Longitude: -5.2933 / 5°17'35"W

OS Eastings: 165014.620392

OS Northings: 37211.119198

OS Grid: SW650372

Mapcode National: GBR FX95.XV8

Mapcode Global: VH12Q.6JHL

Entry Name: Portal dolmen called The Giant's Quoit at Carwynnen

Scheduled Date: 13 January 1955

Source: Historic England

Source ID: 1004458

English Heritage Legacy ID: CO 396

County: Cornwall

Civil Parish: Camborne

Traditional County: Cornwall

Lieutenancy Area (Ceremonial County): Cornwall

Church of England Parish: Treslothan

Church of England Diocese: Truro


The monument includes a portal dolmen, known locally as 'The Giant's Quoit' or 'The Giant's Frying Pan', situated on a gentle west-facing slope between two small tributaries to the Red River. The portal dolmen survives as a collapsed chamber originally formed by a capstone and three upright stones which stood to a height of 1.5m. It collapsed in the 19th century. The chamber was rebuilt, but collapsed again in 1967. The capstone measures approximately 3.3m long by 2.5m wide and 0.3m thick. Two of the former supports, up to 2.7m long, now rest on top of it with the third lying beneath.
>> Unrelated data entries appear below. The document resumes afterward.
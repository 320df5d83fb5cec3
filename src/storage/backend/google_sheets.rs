//! Google Sheets REST v4 backend
//!
//! Every value is written with `valueInputOption=USER_ENTERED`, so numeric
//! and date strings become typed cells just as if they were typed in.

use serde::Deserialize;
use serde_json::{Value, json};
use tracing::{debug, trace};
use ureq::Agent;
use ureq::http::Response;

use crate::errors::{Result, TrafficError};
use crate::storage::{AccessTokenProvider, Row, SheetRange, SheetStore};
use crate::utils::http;

const VALUE_INPUT_OPTION: &str = "USER_ENTERED";
/// 新建工作表时写入表头的区域
const HEADER_CELLS: &str = "A1:AA";

#[derive(Deserialize)]
struct SpreadsheetMeta {
    #[serde(default)]
    sheets: Vec<SheetMeta>,
}

#[derive(Deserialize)]
struct SheetMeta {
    properties: SheetProperties,
}

#[derive(Deserialize)]
struct SheetProperties {
    title: String,
}

#[derive(Deserialize)]
struct ValueRange {
    #[serde(default)]
    values: Vec<Vec<Value>>,
}

#[derive(Deserialize, Default)]
#[serde(rename_all = "camelCase")]
struct UpdateValuesResponse {
    #[serde(default)]
    updated_rows: usize,
}

#[derive(Deserialize)]
struct AppendValuesResponse {
    #[serde(default)]
    updates: UpdateValuesResponse,
}

/// Spreadsheet addressed by id, authorized through an `AccessTokenProvider`
pub struct GoogleSheetsStore {
    agent: Agent,
    api_url: String,
    spreadsheet_id: String,
    tokens: Box<dyn AccessTokenProvider>,
}

impl GoogleSheetsStore {
    pub fn new(
        agent: Agent,
        api_url: &str,
        spreadsheet_id: &str,
        tokens: Box<dyn AccessTokenProvider>,
    ) -> Self {
        Self {
            agent,
            api_url: api_url.trim_end_matches('/').to_string(),
            spreadsheet_id: spreadsheet_id.to_string(),
            tokens,
        }
    }

    fn spreadsheet_url(&self) -> String {
        format!(
            "{}/v4/spreadsheets/{}",
            self.api_url,
            urlencoding::encode(&self.spreadsheet_id)
        )
    }

    fn values_url(&self, range: &SheetRange, action: &str) -> String {
        format!(
            "{}/values/{}{}",
            self.spreadsheet_url(),
            urlencoding::encode(&range.a1()),
            action
        )
    }

    fn bearer(&self) -> Result<String> {
        Ok(format!("Bearer {}", self.tokens.access_token()?))
    }

    /// Non-2xx responses are fatal for the store
    fn expect_success(what: &str, mut resp: Response<ureq::Body>) -> Result<Response<ureq::Body>> {
        let status = resp.status();
        if status.is_success() {
            return Ok(resp);
        }
        Err(TrafficError::store(format!(
            "{} failed with HTTP {}: {}",
            what,
            status.as_u16(),
            http::error_body(&mut resp)
        )))
    }

    fn write_values(&self, range: &SheetRange, rows: &[Row]) -> Result<usize> {
        let resp = self
            .agent
            .put(&self.values_url(range, ""))
            .header("Authorization", self.bearer()?)
            .query("valueInputOption", VALUE_INPUT_OPTION)
            .send_json(json!({ "values": rows }))?;
        let mut resp = Self::expect_success(&format!("Update {}", range), resp)?;
        let body: UpdateValuesResponse = http::read_json(&mut resp)?;
        Ok(body.updated_rows)
    }
}

impl SheetStore for GoogleSheetsStore {
    fn backend_name(&self) -> &'static str {
        "google-sheets"
    }

    fn sheet_names(&self) -> Result<Vec<String>> {
        let resp = self
            .agent
            .get(&self.spreadsheet_url())
            .header("Authorization", self.bearer()?)
            .query("fields", "sheets.properties.title")
            .call()?;
        let mut resp = Self::expect_success("List sheets", resp)?;
        let meta: SpreadsheetMeta = http::read_json(&mut resp)?;
        Ok(meta
            .sheets
            .into_iter()
            .map(|s| s.properties.title)
            .collect())
    }

    fn create_sheet(&self, name: &str, index: usize, header: &[&str]) -> Result<()> {
        let body = json!({
            "requests": [{
                "addSheet": {
                    "properties": { "title": name, "index": index }
                }
            }]
        });
        let resp = self
            .agent
            .post(&format!("{}:batchUpdate", self.spreadsheet_url()))
            .header("Authorization", self.bearer()?)
            .send_json(body)?;
        Self::expect_success(&format!("Create sheet '{}'", name), resp)?;
        debug!("Created sheet '{}' at index {}", name, index);

        let header_row: Row = header.iter().map(|h| h.to_string()).collect();
        self.write_values(&SheetRange::new(name, HEADER_CELLS), &[header_row])?;
        Ok(())
    }

    fn read(&self, range: &SheetRange) -> Result<Vec<Row>> {
        let resp = self
            .agent
            .get(&self.values_url(range, ""))
            .header("Authorization", self.bearer()?)
            .call()?;
        let mut resp = Self::expect_success(&format!("Read {}", range), resp)?;
        let body: ValueRange = http::read_json(&mut resp)?;
        trace!("Read {} rows from {}", body.values.len(), range);
        Ok(body
            .values
            .into_iter()
            .map(|row| row.into_iter().map(cell_to_string).collect())
            .collect())
    }

    fn update(&self, range: &SheetRange, rows: &[Row]) -> Result<usize> {
        self.write_values(range, rows)
    }

    fn append(&self, range: &SheetRange, rows: &[Row]) -> Result<usize> {
        let resp = self
            .agent
            .post(&self.values_url(range, ":append"))
            .header("Authorization", self.bearer()?)
            .query("valueInputOption", VALUE_INPUT_OPTION)
            .send_json(json!({ "values": rows }))?;
        let mut resp = Self::expect_success(&format!("Append {}", range), resp)?;
        let body: AppendValuesResponse = http::read_json(&mut resp)?;
        Ok(body.updates.updated_rows)
    }

    fn clear(&self, range: &SheetRange) -> Result<()> {
        let resp = self
            .agent
            .post(&self.values_url(range, ":clear"))
            .header("Authorization", self.bearer()?)
            .send_json(json!({}))?;
        Self::expect_success(&format!("Clear {}", range), resp)?;
        Ok(())
    }
}

/// 将单元格值统一转为字符串
fn cell_to_string(value: Value) -> String {
    match value {
        Value::String(s) => s,
        Value::Null => String::new(),
        Value::Bool(b) => (if b { "TRUE" } else { "FALSE" }).to_string(),
        other => other.to_string(),
    }
}

#[cfg(test)]
mod tests {
    use super::*;
    use crate::storage::StaticTokenProvider;

    #[test]
    fn test_cell_to_string() {
        assert_eq!(cell_to_string(json!("/docs")), "/docs");
        assert_eq!(cell_to_string(json!(12)), "12");
        assert_eq!(cell_to_string(json!(null)), "");
        assert_eq!(cell_to_string(json!(true)), "TRUE");
    }

    #[test]
    fn test_urls_encode_range() {
        let store = GoogleSheetsStore::new(
            Agent::new_with_defaults(),
            "https://sheets.googleapis.com/",
            "abc123",
            Box::new(StaticTokenProvider::new("t")),
        );
        assert_eq!(
            store.values_url(&SheetRange::new("paths", "A2:C"), ":append"),
            "https://sheets.googleapis.com/v4/spreadsheets/abc123/values/paths%21A2%3AC:append"
        );
    }

    #[test]
    fn test_append_response_without_updates_reports_zero() {
        let body: AppendValuesResponse = serde_json::from_str("{}").unwrap();
        assert_eq!(body.updates.updated_rows, 0);
    }
}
Further stones surrounding the portal dolmen are the result of field clearance. It was first described and sketched by Borlase in the 18th century.

Sources: HER:-
PastScape Monument No:-425684

Source: Historic England

Reasons for Scheduling

Portal dolmens are funerary and ceremonial monuments of the Early and Middle Neolithic period, the dated examples showing construction in the period 3500- 2600 BC. As burial monuments of Britain's early farming communities, they are among the oldest visible field monuments to survive in the present landscape. Where sufficiently well-preserved, they comprise a small closed rectangular chamber built from large stone slabs, with free-standing stones flanking the frontal slab of the chamber. A capstone, often massive, covers the chamber, and some examples show traces of a low cairn or platform around the chamber. Some sites have traces of a kerb around the cairn and certain sites show a forecourt area, edged by a facade of upright stones in a few examples. Little is yet known about the form of the primary burial rites. At the few excavated sites, pits and postholes have been recorded within and in front of the chamber, containing charcoal and cremated bone; some chamber contents of soil and stones may be original blocking deposits. Many portal dolmens were re-used for urned cremations, especially during the Middle Bronze Age. Only about 20 portal dolmens are known nationally, mainly concentrated in west Penwith, Cornwall. Despite having collapsed and some disturbance by cultivation, the portal dolmen called The Giant's Quoit at Carwynnen is still one of an extremely ancient and rare group of monuments. It will retain archaeological and environmental evidence relating to its construction, function, longevity, funerary and ritual practices, social organisation, territorial significance, collapse, reconstruction and overall landscape context.